Supplied records:
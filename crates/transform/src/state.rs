use crate::config::SceneConfig;
use crate::ops;
use cubecross_input::{Action, Target};
use glam::{Mat4, Vec3};
use serde::{Deserialize, Serialize};
use std::fmt;
use std::str::FromStr;

/// How key input turns into matrices.
#[derive(Debug, Clone, Copy, Default, PartialEq, Eq, Serialize, Deserialize)]
#[serde(rename_all = "snake_case")]
pub enum TransformMode {
    /// Mutate the shared matrices in place and never reset them. Each frame
    /// starts from whatever the previous frame and key presses left behind,
    /// including accumulated floating-point error.
    #[default]
    Compounding,
    /// Accumulate input as angles and rebuild the matrices at the start of
    /// every frame. Free of drift, but an Alt orbit issued after an Up/Down
    /// rotation composes differently than in `Compounding`.
    Recomputed,
}

impl fmt::Display for TransformMode {
    fn fmt(&self, f: &mut fmt::Formatter<'_>) -> fmt::Result {
        f.write_str(match self {
            TransformMode::Compounding => "compounding",
            TransformMode::Recomputed => "recomputed",
        })
    }
}

impl FromStr for TransformMode {
    type Err = String;

    fn from_str(s: &str) -> Result<Self, Self::Err> {
        match s.to_ascii_lowercase().as_str() {
            "compounding" => Ok(TransformMode::Compounding),
            "recomputed" => Ok(TransformMode::Recomputed),
            other => Err(format!("unknown transform mode: {other}")),
        }
    }
}

/// Perspective parameters.
#[derive(Debug, Clone, Copy, PartialEq)]
pub struct Perspective {
    pub fov_y: f32,
    pub aspect: f32,
    pub near: f32,
    pub far: f32,
}

impl Perspective {
    pub fn matrix(&self) -> Mat4 {
        Mat4::perspective_rh(self.fov_y, self.aspect, self.near, self.far)
    }
}

/// The three matrices uploaded every frame plus the input state that drives
/// them.
#[derive(Debug, Clone)]
pub struct TransformState {
    mode: TransformMode,
    perspective: Perspective,
    shift: Vec3,
    rotation_rate: f32,
    projection: Mat4,
    model_view: Mat4,
    move_matrix: Mat4,
    // Accumulated input, only read in `Recomputed` mode.
    yaw: f32,
    pivot_yaw: f32,
    move_yaw: f32,
}

impl TransformState {
    /// Projection starts as `perspective * translate(shift)`; model-view and
    /// move start as identity.
    pub fn new(config: &SceneConfig, aspect: f32) -> Self {
        let perspective = Perspective {
            fov_y: config.fov_degrees.to_radians(),
            aspect: sanitize_aspect(aspect),
            near: config.near,
            far: config.far,
        };
        let mut projection = perspective.matrix();
        ops::translate(&mut projection, config.shift);

        Self {
            mode: config.mode,
            perspective,
            shift: config.shift,
            rotation_rate: config.rotation_rate,
            projection,
            model_view: Mat4::IDENTITY,
            move_matrix: Mat4::IDENTITY,
            yaw: 0.0,
            pivot_yaw: 0.0,
            move_yaw: 0.0,
        }
    }

    pub fn mode(&self) -> TransformMode {
        self.mode
    }

    pub fn perspective(&self) -> Perspective {
        self.perspective
    }

    pub fn shift(&self) -> Vec3 {
        self.shift
    }

    pub fn projection(&self) -> Mat4 {
        self.projection
    }

    pub fn model_view(&self) -> Mat4 {
        self.model_view
    }

    pub fn move_matrix(&self) -> Mat4 {
        self.move_matrix
    }

    /// Translate the projection in place (`projection *= T(offset)`).
    pub fn translate(&mut self, offset: Vec3) {
        ops::translate(&mut self.projection, offset);
    }

    /// Apply a key action.
    pub fn apply(&mut self, action: Action) {
        tracing::debug!(?action, mode = %self.mode, "apply action");
        match self.mode {
            TransformMode::Compounding => self.apply_in_place(action),
            TransformMode::Recomputed => {
                self.accumulate(action);
                self.recompute();
            }
        }
    }

    /// Called before the frame's first draw. Rebuilds the matrices from
    /// accumulated input in `Recomputed` mode; a no-op otherwise.
    pub fn begin_frame(&mut self) {
        if self.mode == TransformMode::Recomputed {
            self.recompute();
        }
    }

    /// Rebuild the perspective for a new aspect ratio, keeping whatever
    /// placement state has accumulated on top of it.
    pub fn set_aspect(&mut self, aspect: f32) {
        let aspect = sanitize_aspect(aspect);
        if aspect == self.perspective.aspect {
            return;
        }
        let old = self.perspective.matrix();
        self.perspective.aspect = aspect;
        match self.mode {
            TransformMode::Compounding => {
                self.projection = self.perspective.matrix() * old.inverse() * self.projection;
            }
            TransformMode::Recomputed => self.recompute(),
        }
    }

    /// Projection as it would be with no input and no frame mutations.
    pub fn initial_projection(&self) -> Mat4 {
        self.perspective.matrix() * Mat4::from_translation(self.shift)
    }

    fn apply_in_place(&mut self, action: Action) {
        let angle = self.angle(action.steps());
        match action {
            Action::RotateY {
                target: Target::Projection,
                ..
            } => ops::rotate_y(&mut self.projection, angle),
            Action::RotateY {
                target: Target::Move,
                ..
            } => ops::rotate_y(&mut self.move_matrix, angle),
            Action::OrbitPivot { .. } => {
                ops::translate(&mut self.projection, -self.shift);
                ops::rotate_y(&mut self.projection, angle);
                ops::translate(&mut self.projection, self.shift);
            }
        }
    }

    fn accumulate(&mut self, action: Action) {
        let angle = self.angle(action.steps());
        match action {
            Action::RotateY {
                target: Target::Projection,
                ..
            } => self.yaw += angle,
            Action::RotateY {
                target: Target::Move,
                ..
            } => self.move_yaw += angle,
            Action::OrbitPivot { .. } => self.pivot_yaw += angle,
        }
    }

    fn recompute(&mut self) {
        self.projection = self.perspective.matrix()
            * Mat4::from_rotation_y(self.pivot_yaw)
            * Mat4::from_translation(self.shift)
            * Mat4::from_rotation_y(self.yaw);
        self.move_matrix = Mat4::from_rotation_y(self.move_yaw);
    }

    fn angle(&self, steps: i32) -> f32 {
        steps as f32 * self.rotation_rate
    }
}

fn sanitize_aspect(aspect: f32) -> f32 {
    if aspect.is_finite() && aspect > 0.0 { aspect } else { 1.0 }
}

#[cfg(test)]
mod tests {
    use super::*;
    use crate::ops::max_abs_diff;
    use cubecross_input::{Key, KeyMap, Modifiers};

    const EPS: f32 = 1e-4;

    fn state(mode: TransformMode) -> TransformState {
        let config = SceneConfig {
            mode,
            ..SceneConfig::default()
        };
        TransformState::new(&config, 16.0 / 9.0)
    }

    fn press(state: &mut TransformState, key: Key, mods: Modifiers) {
        if let Some(action) = KeyMap::default().resolve(key, mods) {
            state.apply(action);
        }
    }

    #[test]
    fn initial_matrices() {
        let s = state(TransformMode::Compounding);
        assert!(max_abs_diff(&s.projection(), &s.initial_projection()) < 1e-6);
        assert_eq!(s.model_view(), Mat4::IDENTITY);
        assert_eq!(s.move_matrix(), Mat4::IDENTITY);
    }

    #[test]
    fn arrow_up_down_rotate_projection() {
        let mut s = state(TransformMode::Compounding);
        let start = s.projection();
        press(&mut s, Key::ArrowUp, Modifiers::NONE);
        assert!(max_abs_diff(&s.projection(), &(start * Mat4::from_rotation_y(0.07))) < 1e-6);
        press(&mut s, Key::ArrowDown, Modifiers::ALT);
        assert!(max_abs_diff(&s.projection(), &start) < EPS);
        assert_eq!(s.move_matrix(), Mat4::IDENTITY);
    }

    #[test]
    fn alt_right_orbits_pivot() {
        let mut s = state(TransformMode::Compounding);
        let start = s.projection();
        let shift = s.shift();
        press(&mut s, Key::ArrowRight, Modifiers::ALT);
        let expected = start
            * Mat4::from_translation(-shift)
            * Mat4::from_rotation_y(0.07)
            * Mat4::from_translation(shift);
        assert!(max_abs_diff(&s.projection(), &expected) < EPS);
        // From the initial state, orbiting equals rotating before the shift.
        let pre_rotated = s.perspective().matrix()
            * Mat4::from_rotation_y(0.07)
            * Mat4::from_translation(shift);
        assert!(max_abs_diff(&s.projection(), &pre_rotated) < EPS);
    }

    #[test]
    fn alt_left_undoes_alt_right() {
        let mut s = state(TransformMode::Compounding);
        let start = s.projection();
        press(&mut s, Key::ArrowRight, Modifiers::ALT);
        press(&mut s, Key::ArrowLeft, Modifiers::ALT);
        assert!(max_abs_diff(&s.projection(), &start) < EPS);
    }

    #[test]
    fn plain_left_right_rotate_move_only() {
        let mut s = state(TransformMode::Compounding);
        let start = s.projection();
        press(&mut s, Key::ArrowRight, Modifiers::NONE);
        press(&mut s, Key::ArrowRight, Modifiers::NONE);
        press(&mut s, Key::ArrowLeft, Modifiers::NONE);
        assert!(s.move_matrix().abs_diff_eq(Mat4::from_rotation_y(0.07), 1e-6));
        assert_eq!(s.projection(), start);
    }

    #[test]
    fn model_view_is_inert() {
        for mode in [TransformMode::Compounding, TransformMode::Recomputed] {
            let mut s = state(mode);
            for key in Key::ALL {
                press(&mut s, key, Modifiers::NONE);
                press(&mut s, key, Modifiers::ALT);
            }
            s.translate(Vec3::ONE);
            s.set_aspect(1.0);
            s.begin_frame();
            assert_eq!(s.model_view(), Mat4::IDENTITY);
        }
    }

    #[test]
    fn compounding_state_persists_across_frames() {
        let mut s = state(TransformMode::Compounding);
        s.translate(Vec3::X);
        s.begin_frame();
        let expected = s.initial_projection() * Mat4::from_translation(Vec3::X);
        assert!(max_abs_diff(&s.projection(), &expected) < EPS);
    }

    #[test]
    fn recomputed_resets_frame_translation() {
        let mut s = state(TransformMode::Recomputed);
        s.translate(Vec3::X);
        s.begin_frame();
        assert!(max_abs_diff(&s.projection(), &s.initial_projection()) < 1e-6);
    }

    #[test]
    fn modes_agree_when_orbits_come_first() {
        let mut a = state(TransformMode::Compounding);
        let mut b = state(TransformMode::Recomputed);
        let presses = [
            (Key::ArrowRight, Modifiers::ALT),
            (Key::ArrowRight, Modifiers::ALT),
            (Key::ArrowLeft, Modifiers::ALT),
            (Key::ArrowRight, Modifiers::NONE),
            (Key::ArrowUp, Modifiers::NONE),
            (Key::ArrowUp, Modifiers::NONE),
            (Key::ArrowDown, Modifiers::NONE),
            (Key::ArrowLeft, Modifiers::NONE),
            (Key::ArrowLeft, Modifiers::NONE),
        ];
        for (key, mods) in presses {
            press(&mut a, key, mods);
            press(&mut b, key, mods);
        }
        assert!(max_abs_diff(&a.projection(), &b.projection()) < EPS);
        assert!(max_abs_diff(&a.move_matrix(), &b.move_matrix()) < EPS);
    }

    #[test]
    fn modes_diverge_when_orbit_follows_rotation() {
        let mut a = state(TransformMode::Compounding);
        let mut b = state(TransformMode::Recomputed);
        for (key, mods) in [(Key::ArrowUp, Modifiers::NONE), (Key::ArrowRight, Modifiers::ALT)] {
            press(&mut a, key, mods);
            press(&mut b, key, mods);
        }
        assert!(max_abs_diff(&a.projection(), &b.projection()) > 1e-3);
    }

    #[test]
    fn set_aspect_preserves_placement() {
        let mut s = state(TransformMode::Compounding);
        press(&mut s, Key::ArrowUp, Modifiers::NONE);
        s.set_aspect(1.0);
        let expected = s.perspective().matrix()
            * Mat4::from_translation(s.shift())
            * Mat4::from_rotation_y(0.07);
        assert!(max_abs_diff(&s.projection(), &expected) < 1e-3);
    }

    #[test]
    fn recomputed_resize_rebuilds_from_angles() {
        let mut s = state(TransformMode::Recomputed);
        press(&mut s, Key::ArrowUp, Modifiers::NONE);
        s.set_aspect(1.0);
        let expected = s.perspective().matrix()
            * Mat4::from_translation(s.shift())
            * Mat4::from_rotation_y(0.07);
        assert_eq!(s.perspective().aspect, 1.0);
        assert!(max_abs_diff(&s.projection(), &expected) < 1e-6);
        s.begin_frame();
        assert!(max_abs_diff(&s.projection(), &expected) < 1e-6);
    }

    #[test]
    fn every_in_place_mutation_uses_configured_rate() {
        let config = SceneConfig {
            rotation_rate: 0.25,
            ..SceneConfig::default()
        };
        let mut s = TransformState::new(&config, 1.0);
        let start = s.projection();
        let shift = s.shift();

        press(&mut s, Key::ArrowUp, Modifiers::NONE);
        let rotated = start * Mat4::from_rotation_y(0.25);
        assert!(max_abs_diff(&s.projection(), &rotated) < 1e-6);

        press(&mut s, Key::ArrowLeft, Modifiers::ALT);
        let orbited = rotated
            * Mat4::from_translation(-shift)
            * Mat4::from_rotation_y(-0.25)
            * Mat4::from_translation(shift);
        assert!(max_abs_diff(&s.projection(), &orbited) < EPS);

        press(&mut s, Key::ArrowLeft, Modifiers::NONE);
        assert!(s.move_matrix().abs_diff_eq(Mat4::from_rotation_y(-0.25), 1e-6));
    }

    #[test]
    fn degenerate_aspect_falls_back() {
        let s = TransformState::new(&SceneConfig::default(), 0.0);
        assert_eq!(s.perspective().aspect, 1.0);
        let s = TransformState::new(&SceneConfig::default(), f32::NAN);
        assert_eq!(s.perspective().aspect, 1.0);
    }

    #[test]
    fn mode_parse_and_display() {
        assert_eq!("Recomputed".parse::<TransformMode>(), Ok(TransformMode::Recomputed));
        assert_eq!(TransformMode::Compounding.to_string(), "compounding");
        assert!("bogus".parse::<TransformMode>().is_err());
    }
}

Aim of the task: Look through the data above and return exactly the lines from the one that contains "pub struct TransformState" to the one that contains "start as identity.", inclusive, with nothing else.

Solved exercise:
pub struct TransformState {
    mode: TransformMode,
    perspective: Perspective,
    shift: Vec3,
    rotation_rate: f32,
    projection: Mat4,
    model_view: Mat4,
    move_matrix: Mat4,
    // Accumulated input, only read in `Recomputed` mode.
    yaw: f32,
    pivot_yaw: f32,
    move_yaw: f32,
}

impl TransformState {
    /// Projection starts as `perspective * translate(shift)`; model-view and
    /// move start as identity.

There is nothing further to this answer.